+++ DATA SUPPLIED +++

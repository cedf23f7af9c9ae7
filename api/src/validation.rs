//! Note payload rules.
//!
//! Bodies are read as raw JSON first so that every problem (missing field,
//! wrong type, rule violation) can be reported per field instead of failing
//! on the first serde error.

use crate::dto::NoteFields;
use serde::{Deserialize, Serialize};
use serde_json::{Map, Value};
use std::borrow::Cow;
use validator::{Validate, ValidationError, ValidationErrors};

pub const TITLE_MIN_LENGTH: usize = 1;
pub const TITLE_MAX_LENGTH: usize = 255;
pub const CONTENT_MIN_LENGTH: usize = 1;

pub const TITLE_REQUIRED: &str = "Title is required";
pub const TITLE_TOO_LONG: &str = "Title is too long";
pub const CONTENT_REQUIRED: &str = "Content is required";

pub const CODE_REQUIRED: &str = "required";
pub const CODE_TOO_SMALL: &str = "too_small";
pub const CODE_TOO_BIG: &str = "too_big";
pub const CODE_INVALID_TYPE: &str = "invalid_type";

const FIELD_ORDER: [&str; 2] = ["title", "content"];

/// One violated rule, reported back to the caller under `errors`.
#[derive(Debug, Clone, PartialEq, Eq, Serialize, Deserialize)]
pub struct FieldIssue {
    pub field: String,
    pub code: String,
    pub message: String,
}

impl FieldIssue {
    pub fn new(field: &str, code: &str, message: &str) -> Self {
        Self {
            field: field.to_string(),
            code: code.to_string(),
            message: message.to_string(),
        }
    }
}

#[derive(Debug, PartialEq)]
pub enum PayloadError {
    /// The body is not JSON at all.
    Malformed,
    /// The body is JSON but breaks the schema.
    Invalid(Vec<FieldIssue>),
}

#[derive(Debug, Clone, Copy, PartialEq, Eq)]
pub enum Presence {
    Required,
    Optional,
}

/// A request shape that can be produced from validated note fields.
pub trait NotePayload: Sized {
    const PRESENCE: Presence;

    /// Called only once `fields` passed every rule for this variant.
    fn from_fields(fields: NoteFields) -> Option<Self>;
}

pub fn validate_title(title: &str) -> Result<(), ValidationError> {
    let len = title.chars().count();
    if len < TITLE_MIN_LENGTH {
        return Err(
            ValidationError::new(CODE_TOO_SMALL).with_message(Cow::Borrowed(TITLE_REQUIRED)),
        );
    }
    if len > TITLE_MAX_LENGTH {
        return Err(
            ValidationError::new(CODE_TOO_BIG).with_message(Cow::Borrowed(TITLE_TOO_LONG)),
        );
    }
    Ok(())
}

pub fn validate_content(content: &str) -> Result<(), ValidationError> {
    if content.chars().count() < CONTENT_MIN_LENGTH {
        return Err(
            ValidationError::new(CODE_TOO_SMALL).with_message(Cow::Borrowed(CONTENT_REQUIRED)),
        );
    }
    Ok(())
}

/// Parse and validate a request body into `T`.
pub fn parse_payload<T: NotePayload>(body: &[u8]) -> Result<T, PayloadError> {
    let value: Value = serde_json::from_slice(body).map_err(|_| PayloadError::Malformed)?;
    validate_value(&value)
}

/// Validate an already-decoded JSON value into `T`.
pub fn validate_value<T: NotePayload>(value: &Value) -> Result<T, PayloadError> {
    let Value::Object(object) = value else {
        return Err(PayloadError::Invalid(vec![FieldIssue::new(
            "",
            CODE_INVALID_TYPE,
            "Expected an object",
        )]));
    };

    let mut issues = Vec::new();
    let fields = NoteFields {
        title: read_text(object, "title", T::PRESENCE, &mut issues)
            .map(|title| title.trim().to_string()),
        content: read_text(object, "content", T::PRESENCE, &mut issues),
    };

    if let Err(errors) = fields.validate() {
        issues.extend(issues_from(&errors));
    }

    if !issues.is_empty() {
        issues.sort_by_key(|issue| field_rank(&issue.field));
        return Err(PayloadError::Invalid(issues));
    }

    T::from_fields(fields).ok_or_else(|| PayloadError::Invalid(Vec::new()))
}

fn read_text(
    object: &Map<String, Value>,
    field: &str,
    presence: Presence,
    issues: &mut Vec<FieldIssue>,
) -> Option<String> {
    match object.get(field) {
        Some(Value::String(text)) => Some(text.clone()),
        Some(_) => {
            issues.push(FieldIssue::new(field, CODE_INVALID_TYPE, type_message(field)));
            None
        }
        None => {
            if presence == Presence::Required {
                issues.push(FieldIssue::new(field, CODE_REQUIRED, required_message(field)));
            }
            None
        }
    }
}

fn issues_from(errors: &ValidationErrors) -> Vec<FieldIssue> {
    let by_field = errors.field_errors();
    FIELD_ORDER
        .iter()
        .filter_map(|field| by_field.get(*field).map(|errs| (*field, errs)))
        .flat_map(|(field, errs)| {
            errs.iter().map(move |err| FieldIssue {
                field: field.to_string(),
                code: err.code.to_string(),
                message: err
                    .message
                    .as_ref()
                    .map(|m| m.to_string())
                    .unwrap_or_else(|| err.code.to_string()),
            })
        })
        .collect()
}

fn field_rank(field: &str) -> usize {
    FIELD_ORDER
        .iter()
        .position(|f| *f == field)
        .map(|pos| pos + 1)
        .unwrap_or(0)
}

fn required_message(field: &str) -> &'static str {
    match field {
        "title" => TITLE_REQUIRED,
        _ => CONTENT_REQUIRED,
    }
}

fn type_message(field: &str) -> &'static str {
    match field {
        "title" => "Title must be a string",
        _ => "Content must be a string",
    }
}

#[cfg(test)]
mod tests {
    use super::*;
    use crate::dto::{CreateNoteRequest, UpdateNoteRequest};
    use serde_json::json;

    fn create(value: Value) -> Result<CreateNoteRequest, PayloadError> {
        validate_value(&value)
    }

    fn update(value: Value) -> Result<UpdateNoteRequest, PayloadError> {
        validate_value(&value)
    }

    fn failures(result: Result<impl std::fmt::Debug, PayloadError>) -> Vec<FieldIssue> {
        match result {
            Err(PayloadError::Invalid(issues)) => issues,
            other => panic!("expected validation failure, got {other:?}"),
        }
    }

    #[test]
    fn accepts_valid_note() {
        let note = create(json!({"title": "Valid Title", "content": "Valid content"})).unwrap();
        assert_eq!(note.title, "Valid Title");
        assert_eq!(note.content, "Valid content");
    }

    #[test]
    fn rejects_empty_title() {
        let issues = failures(create(json!({"title": "", "content": "x"})));
        assert_eq!(issues, vec![FieldIssue::new("title", CODE_TOO_SMALL, TITLE_REQUIRED)]);
    }

    #[test]
    fn title_length_bounds() {
        assert!(create(json!({"title": "A", "content": "x"})).is_ok());
        assert!(create(json!({"title": "a".repeat(255), "content": "x"})).is_ok());

        let issues = failures(create(json!({"title": "a".repeat(256), "content": "x"})));
        assert_eq!(issues[0].message, TITLE_TOO_LONG);
        assert_eq!(issues[0].code, CODE_TOO_BIG);
    }

    #[test]
    fn title_length_counts_characters_not_bytes() {
        assert!(create(json!({"title": "é".repeat(255), "content": "x"})).is_ok());
    }

    #[test]
    fn trims_title_before_checking() {
        let note = create(json!({"title": "  Valid Title  ", "content": "c"})).unwrap();
        assert_eq!(note.title, "Valid Title");

        let issues = failures(create(json!({"title": "   ", "content": "c"})));
        assert_eq!(issues[0].message, TITLE_REQUIRED);
    }

    #[test]
    fn content_is_not_trimmed() {
        let note = create(json!({"title": "t", "content": "  spaced\n"})).unwrap();
        assert_eq!(note.content, "  spaced\n");
    }

    #[test]
    fn rejects_empty_content() {
        let issues = failures(create(json!({"title": "t", "content": ""})));
        assert_eq!(issues, vec![FieldIssue::new("content", CODE_TOO_SMALL, CONTENT_REQUIRED)]);
    }

    #[test]
    fn reports_both_fields_in_order() {
        let issues = failures(create(json!({"content": "", "title": ""})));
        let fields: Vec<_> = issues.iter().map(|i| i.field.as_str()).collect();
        assert_eq!(fields, ["title", "content"]);
    }

    #[test]
    fn create_requires_both_fields() {
        let issues = failures(create(json!({"content": "only content"})));
        assert_eq!(issues, vec![FieldIssue::new("title", CODE_REQUIRED, TITLE_REQUIRED)]);

        let issues = failures(create(json!({"title": "only title"})));
        assert_eq!(issues, vec![FieldIssue::new("content", CODE_REQUIRED, CONTENT_REQUIRED)]);
    }

    #[test]
    fn wrong_types_are_reported() {
        let issues = failures(create(json!({"title": 42, "content": null})));
        assert_eq!(issues.len(), 2);
        assert!(issues.iter().all(|i| i.code == CODE_INVALID_TYPE));
    }

    #[test]
    fn non_object_body_is_invalid() {
        let issues = failures(create(json!(["title", "content"])));
        assert_eq!(issues[0].field, "");
        assert_eq!(issues[0].code, CODE_INVALID_TYPE);
    }

    #[test]
    fn ignores_unknown_fields() {
        let note = create(json!({"id": 7, "title": "t", "content": "c"})).unwrap();
        assert_eq!(note.title, "t");
    }

    #[test]
    fn update_accepts_any_subset() {
        let empty = update(json!({})).unwrap();
        assert!(empty.title.is_none() && empty.content.is_none());

        let title_only = update(json!({"title": "New"})).unwrap();
        assert_eq!(title_only.title.as_deref(), Some("New"));
        assert!(title_only.content.is_none());

        let content_only = update(json!({"content": "Body"})).unwrap();
        assert_eq!(content_only.content.as_deref(), Some("Body"));
    }

    #[test]
    fn update_still_checks_supplied_fields() {
        let issues = failures(update(json!({"title": ""})));
        assert_eq!(issues[0].message, TITLE_REQUIRED);

        let issues = failures(update(json!({"content": ""})));
        assert_eq!(issues[0].message, CONTENT_REQUIRED);
    }

    #[test]
    fn malformed_json_is_distinguished() {
        let result: Result<CreateNoteRequest, _> = parse_payload(b"{ invalid json }");
        assert_eq!(result.unwrap_err(), PayloadError::Malformed);
    }

    #[test]
    fn rule_constants() {
        assert_eq!(TITLE_MIN_LENGTH, 1);
        assert_eq!(TITLE_MAX_LENGTH, 255);
        assert_eq!(CONTENT_MIN_LENGTH, 1);
    }
}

+++

**WHAT YOU WILL DO:** Transcribe, exactly and without additions, the lines of the records above, beginning with the line that contains "instead of failing" and ending with the line that contains "use std::borrow::Cow;", both included.

**THE ANSWER:**
//! wrong type, rule violation) can be reported per field instead of failing
//! on the first serde error.

use crate::dto::NoteFields;
use serde::{Deserialize, Serialize};
use serde_json::{Map, Value};
use std::borrow::Cow;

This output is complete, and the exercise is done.